Grüße aus Dresden Andi
-------- Original-Nachricht --------
Datum: Tue, 11 Dec 2007 19:02:37 +0100 Von: "Malte Würger" malte.wuerger@gmx.de An: pirates@yahoogroups.de Betreff: [NP] Fanfreundschaften
Also von ner Fanfreundschaft zwischen unserem FC St.Pauli und Dynamo Dresden hab ich auch noch nichmal ansatzweise was gehört *gg würde mich aber auch wundern.
Ich hab im Schrank noch nen alten Freundschaftsschal von Pauli und 1860 München...
ansonsten sind mir auch nur Celtic und Kölle bekannt...

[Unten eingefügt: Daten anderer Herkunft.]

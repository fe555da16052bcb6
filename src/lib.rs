//! Toolgate - a tool-invocation gateway.
//!
//! Toolgate accepts namespaced tool calls, resolves each one to a backend
//! worker through a priority-ordered policy table, supervises the worker as a
//! child process speaking line-delimited JSON-RPC, and returns a normalized
//! result. Successful results are cached with a TTL and every call is
//! accounted for in a Prometheus-style metrics registry.
//!
//! # Features
//! - Two tool namespaces: `app` (first-party, preferred) and `ext` (fallbacks)
//! - Policy rules (`allow` / `deny` / `fallback`) matched by tool pattern
//! - Lazily spawned, reused worker processes with per-call timeouts
//! - TTL cache with tag invalidation keyed on canonical request JSON
//! - Counters, gauges and histograms exported in the text exposition format
//! - `POST /rpc`, `GET /healthz`, `GET /metrics` and a stdio transport
//!
//! # Quick Example
//! ```no_run
//! use std::sync::Arc;
//!
//! use toolgate::{
//!     GatewayService, ProcessExecutor, RouterConfig, ToolRegistry, ToolRouter,
//!     core::{Namespace, ServerRegistration, Tool},
//!     metrics::{GatewayMetrics, MetricsRegistry},
//! };
//!
//! # #[tokio::main] async fn main() -> eyre::Result<()> {
//! let registry = Arc::new(ToolRegistry::new());
//! registry.register_server(
//!     ServerRegistration::builder("search", Namespace::Ext)
//!         .command("python3")
//!         .arg("servers/search.py")
//!         .tool(Tool::new("search", "Search the web"))
//!         .build(),
//! );
//!
//! let metrics = Arc::new(GatewayMetrics::new(Arc::new(MetricsRegistry::new()))?);
//! let router = Arc::new(ToolRouter::new(
//!     registry,
//!     Arc::new(ProcessExecutor::new()),
//!     metrics,
//!     RouterConfig::default(),
//! ));
//! let gateway = GatewayService::new(router.clone());
//!
//! let response = gateway
//!     .handle_line(r#"{"method":"tools/call","params":{"name":"search","arguments":{"q":"rust"}}}"#)
//!     .await;
//! println!("{response:?}");
//! router.shutdown().await;
//! # Ok(()) }
//! ```
//!
//! # Architecture
//! Business logic lives in `core`. Process management sits behind the
//! [`ports::ToolExecutor`] port with [`ProcessExecutor`] as the subprocess
//! adapter, so tests can substitute in-memory executors. HTTP and stdio
//! transports live in `adapters`.
//!
//! # Error Handling
//! Library errors are `thiserror` enums per concern. Tool call failures never
//! escape the router; they come back as a [`CallResult`] with `success: false`.
//! The binary uses `eyre::Result` with context.
pub mod config;
pub mod metrics;
pub mod ports;
pub mod tracing_setup;
pub mod utils;

pub mod adapters;
pub mod core;

pub use crate::{
    adapters::{HealthMonitor, HttpHandler, ProcessExecutor, StdioServer},
    core::{CallResult, GatewayService, RouterConfig, RouterError, ToolRegistry, ToolRouter},
    utils::GracefulShutdown,
};
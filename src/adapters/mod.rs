pub mod health_checker;
pub mod http_handler;
pub mod process_executor;
pub mod stdio_server;

/// Re-export commonly used types from adapters
pub use health_checker::{HealthMonitor, HealthReport, ServerHealth, ServerStatus};
pub use http_handler::{HttpHandler, METRICS_CONTENT_TYPE, Surface, plan_listeners};
pub use process_executor::ProcessExecutor;
pub use stdio_server::StdioServer;
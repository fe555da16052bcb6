//! Message shapes for the two protocols the gateway speaks.
//!
//! * The **gateway call protocol** (`tools/call`, `tools/list`) accepted from
//!   clients over HTTP or stdio.
//! * The **worker protocol**: line-delimited JSON-RPC 2.0 exchanged with
//!   backend processes over their stdin / stdout.
use serde::{Deserialize, Serialize};
use serde_json::{Value, json};

pub const JSONRPC_VERSION: &str = "2.0";
pub const METHOD_TOOLS_CALL: &str = "tools/call";
pub const METHOD_TOOLS_LIST: &str = "tools/list";

/// Outbound worker request. Field order is the serialized order.
#[derive(Debug, Clone, PartialEq, Serialize, Deserialize)]
pub struct RpcRequest {
    pub jsonrpc: String,
    pub id: u64,
    pub method: String,
    #[serde(default, skip_serializing_if = "Option::is_none")]
    pub params: Option<Value>,
}

impl RpcRequest {
    pub fn new(id: u64, method: impl Into<String>, params: Option<Value>) -> Self {
        Self {
            jsonrpc: JSONRPC_VERSION.to_string(),
            id,
            method: method.into(),
            params,
        }
    }
}

/// Error object carried by a worker response.
#[derive(Debug, Clone, PartialEq, Serialize, Deserialize)]
pub struct RpcError {
    pub code: i64,
    pub message: String,
    #[serde(default, skip_serializing_if = "Option::is_none")]
    pub data: Option<Value>,
}

/// Worker response envelope.
#[derive(Debug, Clone, PartialEq, Serialize, Deserialize)]
pub struct RpcResponse {
    #[serde(default)]
    pub jsonrpc: Option<String>,
    #[serde(default)]
    pub id: Option<Value>,
    #[serde(default, skip_serializing_if = "Option::is_none")]
    pub result: Option<Value>,
    #[serde(default, skip_serializing_if = "Option::is_none")]
    pub error: Option<RpcError>,
}

impl RpcResponse {
    pub fn success(id: u64, result: Value) -> Self {
        Self {
            jsonrpc: Some(JSONRPC_VERSION.to_string()),
            id: Some(Value::from(id)),
            result: Some(result),
            error: None,
        }
    }

    pub fn failure(id: u64, code: i64, message: impl Into<String>) -> Self {
        Self {
            jsonrpc: Some(JSONRPC_VERSION.to_string()),
            id: Some(Value::from(id)),
            result: None,
            error: Some(RpcError {
                code,
                message: message.into(),
                data: None,
            }),
        }
    }

    /// Whether this envelope answers request `id`. Envelopes without an id
    /// (one-shot workers) are accepted.
    pub fn answers(&self, id: u64) -> bool {
        match &self.id {
            None | Some(Value::Null) => true,
            Some(Value::Number(n)) => n.as_u64() == Some(id),
            Some(Value::String(s)) => s.parse::<u64>().ok() == Some(id),
            Some(_) => false,
        }
    }

    /// An envelope must carry either a result or an error.
    pub fn is_well_formed(&self) -> bool {
        self.result.is_some() || self.error.is_some()
    }
}

/// Request accepted on the gateway call protocol.
#[derive(Debug, Clone, PartialEq, Serialize, Deserialize)]
pub struct GatewayRequest {
    #[serde(default, skip_serializing_if = "Option::is_none")]
    pub id: Option<Value>,
    pub method: String,
    #[serde(default, skip_serializing_if = "Option::is_none")]
    pub params: Option<Value>,
}

/// Parameters of a `tools/call` request.
#[derive(Debug, Clone, PartialEq, Serialize, Deserialize)]
pub struct ToolCallRequest {
    #[serde(default)]
    pub name: String,
    #[serde(default, skip_serializing_if = "Option::is_none")]
    pub arguments: Option<Value>,
}

impl ToolCallRequest {
    pub fn new(name: impl Into<String>, arguments: Option<Value>) -> Self {
        Self {
            name: name.into(),
            arguments,
        }
    }
}

/// Entry of a `tools/list` response.
#[derive(Debug, Clone, PartialEq, Serialize, Deserialize)]
#[serde(rename_all = "camelCase")]
pub struct ToolDescriptor {
    pub name: String,
    pub description: String,
    pub input_schema: Value,
}

/// Call bookkeeping returned alongside `tools/call` results.
#[derive(Debug, Clone, PartialEq, Serialize, Deserialize)]
#[serde(rename_all = "camelCase")]
pub struct CallMeta {
    #[serde(default, skip_serializing_if = "Option::is_none")]
    pub server_id: Option<String>,
    pub fallback_used: bool,
    pub cached: bool,
    pub execution_time_ms: u64,
}

/// Response on the gateway call protocol.
#[derive(Debug, Clone, PartialEq, Default, Serialize, Deserialize)]
pub struct GatewayResponse {
    #[serde(default, skip_serializing_if = "Option::is_none")]
    pub id: Option<Value>,
    #[serde(default, skip_serializing_if = "Vec::is_empty")]
    pub content: Vec<Value>,
    #[serde(default, skip_serializing_if = "std::ops::Not::not")]
    pub is_error: bool,
    #[serde(default, skip_serializing_if = "Option::is_none")]
    pub tools: Option<Vec<ToolDescriptor>>,
    #[serde(default, skip_serializing_if = "Option::is_none")]
    pub meta: Option<CallMeta>,
}

impl GatewayResponse {
    pub fn error(id: Option<Value>, message: impl Into<String>) -> Self {
        Self {
            id,
            content: vec![text_chunk(message)],
            is_error: true,
            ..Default::default()
        }
    }

    pub fn tools(id: Option<Value>, tools: Vec<ToolDescriptor>) -> Self {
        Self {
            id,
            tools: Some(tools),
            ..Default::default()
        }
    }

    /// Concatenated text of every `text` chunk.
    pub fn text(&self) -> String {
        self.content
            .iter()
            .filter_map(|chunk| chunk.get("text").and_then(Value::as_str))
            .collect::<Vec<_>>()
            .join("\n")
    }
}

pub fn text_chunk(text: impl Into<String>) -> Value {
    json!({ "type": "text", "text": text.into() })
}

/// Whether a worker `result` flags itself as a tool-level error.
pub fn is_error_result(result: &Value) -> bool {
    result
        .get("isError")
        .or_else(|| result.get("is_error"))
        .and_then(Value::as_bool)
        .unwrap_or(false)
}

/// Convert a worker `result` into content chunks.
///
/// Results that already carry a `content` array pass through; strings become
/// a single text chunk; anything else is rendered as JSON text.
pub fn result_to_content(result: &Value) -> (Vec<Value>, bool) {
    if let Some(chunks) = result.get("content").and_then(Value::as_array) {
        return (chunks.clone(), is_error_result(result));
    }
    match result {
        Value::String(text) => (vec![text_chunk(text.clone())], false),
        other => (vec![text_chunk(other.to_string())], false),
    }
}

#[cfg(test)]
mod tests {
    use super::*;

    #[test]
    fn test_rpc_request_field_order() {
        let line = serde_json::to_string(&RpcRequest::new(7, "tools/list", None)).unwrap();
        assert_eq!(line, r#"{"jsonrpc":"2.0","id":7,"method":"tools/list"}"#);
    }

    #[test]
    fn test_response_answers_matching_id() {
        let response: RpcResponse =
            serde_json::from_str(r#"{"jsonrpc":"2.0","id":3,"result":{}}"#).unwrap();
        assert!(response.answers(3));
        assert!(!response.answers(4));

        let anonymous: RpcResponse = serde_json::from_str(r#"{"result":"ok"}"#).unwrap();
        assert!(anonymous.answers(99));
        assert!(anonymous.is_well_formed());

        let empty: RpcResponse = serde_json::from_str(r#"{"jsonrpc":"2.0","id":1}"#).unwrap();
        assert!(!empty.is_well_formed());
    }

    #[test]
    fn test_result_to_content() {
        let (chunks, is_error) = result_to_content(&json!({
            "content": [{ "type": "text", "text": "hi" }],
            "isError": true
        }));
        assert_eq!(chunks.len(), 1);
        assert!(is_error);

        let (chunks, _) = result_to_content(&json!("plain"));
        assert_eq!(chunks[0]["text"], "plain");

        let (chunks, _) = result_to_content(&json!({ "total": 3 }));
        assert_eq!(chunks[0]["text"], r#"{"total":3}"#);
    }

    #[test]
    fn test_gateway_response_serialization() {
        let response = GatewayResponse::error(Some(json!(1)), "boom");
        let value = serde_json::to_value(&response).unwrap();
        assert_eq!(value["is_error"], true);
        assert_eq!(value["content"][0]["text"], "boom");
        assert!(value.get("tools").is_none());

        let ok = serde_json::to_value(GatewayResponse::tools(None, vec![])).unwrap();
        assert!(ok.get("is_error").is_none());
        assert_eq!(ok["tools"], json!([]));
    }
}
impl Histogram {
    fn new(boundaries: &[f64]) -> Self {
        let mut boundaries: Vec<f64> = boundaries.iter().copied().filter(|b| b.is_finite()).collect();
        boundaries.sort_by(f64::total_cmp);
        boundaries.dedup();
        let bucket_counts = vec![0; boundaries.len()];
        Self {
            boundaries,
            state: Mutex::new(HistogramState {
                bucket_counts,
                count: 0,
                sum: 0.0,
            }),
        }
    }

    /// Record one observation. Every bucket whose boundary is `>= value` is
    /// incremented; the implicit `+Inf` bucket always equals `count`.
    pub fn observe(&self, value: f64) {
        let mut state = self.state.lock().unwrap_or_else(PoisonError::into_inner);
        state.count += 1;
        state.sum += value;
        for (boundary, count) in self.boundaries.iter().zip(state.bucket_counts.iter_mut()) {
            if value <= *boundary {
                *count += 1;
            }
        }
    }

    pub fn observe_duration(&self, duration: Duration) {
        self.observe(duration.as_secs_f64());
    }

    pub fn boundaries(&self) -> &[f64] {
        &self.boundaries
    }

    pub fn snapshot(&self) -> HistogramSnapshot {
        let state = self.state.lock().unwrap_or_else(PoisonError::into_inner);
        HistogramSnapshot {
            buckets: self
                .boundaries
                .iter()
                .copied()
                .zip(state.bucket_counts.iter().copied())
                .collect(),
            count: state.count,
            sum: state.sum,
        }
    }
}
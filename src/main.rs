use std::sync::Arc;

use clap::Parser;
use color_eyre::{
    Result,
    eyre::{Context, eyre},
};
use serde_json::Value;
use tokio::{net::TcpListener, task::JoinSet};
use toolgate::{
    adapters::{HealthMonitor, HttpHandler, ProcessExecutor, StdioServer, plan_listeners},
    config::{GatewayConfig, ServerConfigValidator, discover_servers, load_config},
    core::{Cache, GatewayService, Namespace, RouterConfig, ToolRegistry, ToolRouter},
    metrics::{GatewayMetrics, MetricsRegistry},
    tracing_setup,
    utils::{GracefulShutdown, ShutdownReason, ShutdownToken},
};

#[derive(Parser, Debug)]
#[clap(author, version, about)]
struct Args {
    #[clap(subcommand)]
    command: Option<Commands>,

    /// Configuration file (TOML, YAML or JSON); `TOOLGATE_*` variables override it
    #[clap(short, long, global = true)]
    config: Option<String>,
}

#[derive(Parser, Debug)]
enum Commands {
    /// Start the gateway (default)
    Serve {
        /// Serve the call protocol on stdin/stdout instead of HTTP
        #[clap(long)]
        stdio: bool,
    },
    /// Validate configuration and print a summary
    Validate,
    /// Discover configured servers and print the resolved tool table
    Tools,
}

/// Everything a running gateway is made of.
struct Gateway {
    router: Arc<ToolRouter>,
    sweeper: tokio::task::JoinHandle<()>,
}

#[tokio::main]
async fn main() -> Result<()> {
    color_eyre::install()?;

    let args = Args::parse();
    let config_path = args.config.as_deref();

    let config = load_config(config_path).wrap_err("Failed to load configuration")?;

    match args.command {
        Some(Commands::Validate) => validate_config_command(&config, config_path),
        Some(Commands::Tools) => tools_command(config).await,
        Some(Commands::Serve { stdio }) => serve(config, stdio).await,
        None => serve(config, false).await,
    }
}

fn validate_config_command(config: &GatewayConfig, config_path: Option<&str>) -> Result<()> {
    let source = config_path.unwrap_or("<defaults + environment>");
    println!("Validating configuration: {source}");

    ServerConfigValidator::validate(config).wrap_err("Configuration is invalid")?;

    println!("Configuration is valid");
    println!("  gateway:  {}:{}", config.host, config.port);
    println!(
        "  health:   {}",
        if config.health_enabled {
            format!("port {}", config.effective_health_port())
        } else {
            "disabled".to_string()
        }
    );
    println!(
        "  metrics:  {}",
        if config.metrics_enabled {
            format!("port {}", config.effective_metrics_port())
        } else {
            "disabled".to_string()
        }
    );
    println!("  servers:  {} app, {} ext", config.app_servers.len(), config.ext_servers.len());
    println!("  policies: {} configured", config.policies.len());
    println!(
        "  cache:    {} entries, ttl {}",
        config.cache_max_size, config.cache_ttl
    );
    Ok(())
}

async fn tools_command(config: GatewayConfig) -> Result<()> {
    ServerConfigValidator::validate(&config).wrap_err("Configuration is invalid")?;
    tracing_setup::init_tracing(&config.log_level, config.log_format)?;

    let gateway = build_gateway(&config)?;
    register_servers(&config, &gateway.router).await;

    let registry = gateway.router.registry();
    println!("{:<32} {:<20} {:<6} {:>8}", "TOOL", "SERVER", "NS", "PRIORITY");
    for registration in registry.list_tools() {
        println!(
            "{:<32} {:<20} {:<6} {:>8}",
            registration.key(),
            registration.server_id,
            registration.namespace.as_str(),
            registration.priority
        );
    }

    println!();
    println!("Resolution:");
    let mut names: Vec<String> = registry.list_tools().into_iter().map(|r| r.name).collect();
    names.sort();
    names.dedup();
    for name in names {
        let resolution = registry.resolve_tool(&name);
        let chosen = match (&resolution.registration, resolution.is_denied()) {
            (_, true) => "denied".to_string(),
            (Some(primary), false) => format!("{} ({})", primary.key(), primary.server_id),
            (None, false) => resolution
                .fallback_options
                .first()
                .map(|r| format!("{} ({}, fallback)", r.key(), r.server_id))
                .unwrap_or_else(|| "unavailable".to_string()),
        };
        println!("  {name:<30} -> {chosen}");
    }

    gateway.router.shutdown().await;
    gateway.sweeper.abort();
    Ok(())
}

fn build_gateway(config: &GatewayConfig) -> Result<Gateway> {
    let metrics = Arc::new(
        GatewayMetrics::new(Arc::new(MetricsRegistry::new()))
            .wrap_err("Failed to initialize metrics")?,
    );

    let registry = Arc::new(ToolRegistry::new());
    for rule in &config.policies {
        registry.add_policy(rule.clone());
    }

    let cache: Arc<Cache<Value>> = Arc::new(Cache::new(
        config.cache_max_size,
        config.cache_ttl_duration()?,
    ));
    let sweeper = cache.spawn_sweeper(config.cache_sweep_interval_duration()?);

    {
        let metrics = metrics.clone();
        let weak_registry = Arc::downgrade(&registry);
        registry.on_update(move |_| {
            if let Some(registry) = weak_registry.upgrade() {
                metrics.set_registered_tools(registry.tool_count());
            }
        });
    }

    let router_config = RouterConfig {
        request_timeout: config.request_timeout_duration()?,
        shutdown_timeout: config.shutdown_timeout_duration()?,
        health_check_timeout: config.health_check_timeout_duration()?,
    };
    let executor = Arc::new(ProcessExecutor::new().with_metrics(metrics.clone()));
    let router = ToolRouter::new(registry, executor, metrics, router_config).with_cache(cache);

    Ok(Gateway {
        router: Arc::new(router),
        sweeper,
    })
}

/// Discover and register every configured server. Failures are logged and
/// skipped.
async fn register_servers(config: &GatewayConfig, router: &ToolRouter) {
    let namespaces = [
        (&config.app_servers, Namespace::App),
        (&config.ext_servers, Namespace::Ext),
    ];

    for (paths, namespace) in namespaces {
        let (servers, errors) = discover_servers(paths, namespace);
        for error in errors {
            tracing::error!("Skipping {} server: {}", namespace, error);
        }

        for mut server in servers {
            if server.tools.is_empty() {
                match router.discover_tools(&server).await {
                    Ok(tools) => {
                        tracing::info!(server = %server.id, tools = tools.len(), "Discovered tools");
                        server.tools = tools;
                    }
                    Err(e) => {
                        tracing::warn!(server = %server.id, error = %e, "Tool discovery failed");
                    }
                }
            }
            router.registry().register_server(server);
        }
    }
}

async fn serve(config: GatewayConfig, stdio: bool) -> Result<()> {
    ServerConfigValidator::validate(&config).wrap_err("Configuration is invalid")?;
    tracing_setup::init_tracing(&config.log_level, config.log_format)?;

    let gateway = build_gateway(&config)?;
    let router = gateway.router.clone();
    register_servers(&config, &router).await;

    let graceful_shutdown = Arc::new(GracefulShutdown::new());
    let mut main_token = graceful_shutdown.shutdown_token();

    let signal_handler_shutdown = graceful_shutdown.clone();
    tokio::spawn(async move {
        signal_handler_shutdown.run_signal_handler().await;
    });

    let health = Arc::new(HealthMonitor::new(
        router.clone(),
        config.health_check_interval_duration()?,
    ));
    if config.health_enabled {
        tokio::spawn(health.clone().run(graceful_shutdown.shutdown_token()));
    }

    let service = Arc::new(GatewayService::new(router.clone()));

    let result = if stdio {
        let server = StdioServer::new(service);
        server.run(graceful_shutdown.shutdown_token()).await
    } else {
        serve_http(&config, service, health, &graceful_shutdown, &mut main_token).await
    };
    if let Err(e) = &result {
        tracing::error!("Gateway stopped with error: {:?}", e);
    }

    graceful_shutdown.trigger_shutdown(ShutdownReason::TaskExited);
    router.shutdown().await;
    gateway.sweeper.abort();
    tracing::info!("toolgate shutdown complete");
    result
}

async fn serve_http(
    config: &GatewayConfig,
    service: Arc<GatewayService>,
    health: Arc<HealthMonitor>,
    graceful_shutdown: &GracefulShutdown,
    main_token: &mut ShutdownToken,
) -> Result<()> {
    let handler = HttpHandler::new(service, health);
    let mut servers = JoinSet::new();

    for (port, surfaces) in plan_listeners(config) {
        let addr = format!("{}:{}", config.host, port);
        let listener = TcpListener::bind(&addr)
            .await
            .wrap_err_with(|| format!("Failed to bind to {addr}"))?;
        tracing::info!(%addr, ?surfaces, "Listening");

        let app = handler.router(&surfaces);
        let mut token = graceful_shutdown.shutdown_token();
        servers.spawn(async move {
            axum::serve(listener, app)
                .with_graceful_shutdown(async move {
                    token.wait_for_shutdown().await;
                })
                .await
                .wrap_err_with(|| format!("Server on {addr} failed"))
        });
    }

    let outcome = tokio::select! {
        reason = main_token.wait_for_shutdown() => {
            tracing::info!("Shutdown signal received: {:?}", reason);
            Ok(())
        }
        Some(joined) = servers.join_next() => {
            tracing::warn!("HTTP server task exited, shutting down");
            match joined {
                Ok(result) => result,
                Err(e) => Err(eyre!("HTTP server task panicked: {e}")),
            }
        }
    };

    graceful_shutdown.trigger_shutdown(ShutdownReason::TaskExited);
    let drain = async {
        while let Some(joined) = servers.join_next().await {
            if let Ok(Err(e)) = joined {
                tracing::warn!("HTTP server ended with error: {:?}", e);
            }
        }
    };
    if tokio::time::timeout(config.shutdown_timeout_duration()?, drain)
        .await
        .is_err()
    {
        tracing::warn!("Open connections did not close in time, aborting listeners");
        servers.shutdown().await;
    }
    outcome
}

Aber das für mich durchaus amüsanteste war die frage eines Kumpels von mir ob der FC St.Pauli nun wirklich ne Fanfreundschaft mit LOK Leipzig hat.
Da musste ich doch leicht grinsen.
Ich weiß nich wo er das aufgeschnappt hat, aber das kann ich mir noch viel weniger vorstellen als das mit Dynamo.
Apropos LOK Leipzig.
Habt ihr die erneuten Vorfälle aus leipzig mitbekommen?
Einige vermummte, vermutliche LOK Leipzig Anhänger, haben die Weichnatsfeier eines FC Sachsen Leipzig Fanclubs gesprengt. Gab einige Verletzte Sachsen-Fans, es wurde mit Leuchtmunition gefeuert, Türen eingetreten. Sachschaden von 50.000 Euro.
Ich weiß es klingt Klischeehaft, aber ich wohne jetzt ca 1 Jahr in Sachsen-Anhalt und seitdem krieg ich um einiges mehr an Fanrandalen mit, als noch im hohen Norden.
Ich dachte immer, dass es überall zu randale kommt und dass die randale im osten nur extrem hervorgehoben wird. Aber seitdem ich hier wohne lese ich teilweise wöchentlich in den Lokalzeitungen von Übergriffen ostdeutscher "Fußballfans". Egal ob LOK, Dresden, Jena oder hier in Halle natürlich noch extremer, der HFC.
Ich kann hier teilweise nichtmal mehr mit meinem Pauli-Pulli/Shirt auf die Strasse gehen, ohne dass ich beleidigt oder extrem dumm angemacht werde, bishin zur Androhung körperlicher Gewalt. (Ich bin froh, dass das noch nicht oft vorkam und die meisten dann doch den Schwanz einziehen wenn ich in voller Lebensgröße, 2.02m, vor denen stehe)
Täusch ich mich wirklich so extrem, oder geht es hier im Osten wirklich so extrem radikal zur Sache wie ich es momentan mitbekomme??
Was denkt ihr zu der immer weiter wachsenden Gewalt im Fußballosten?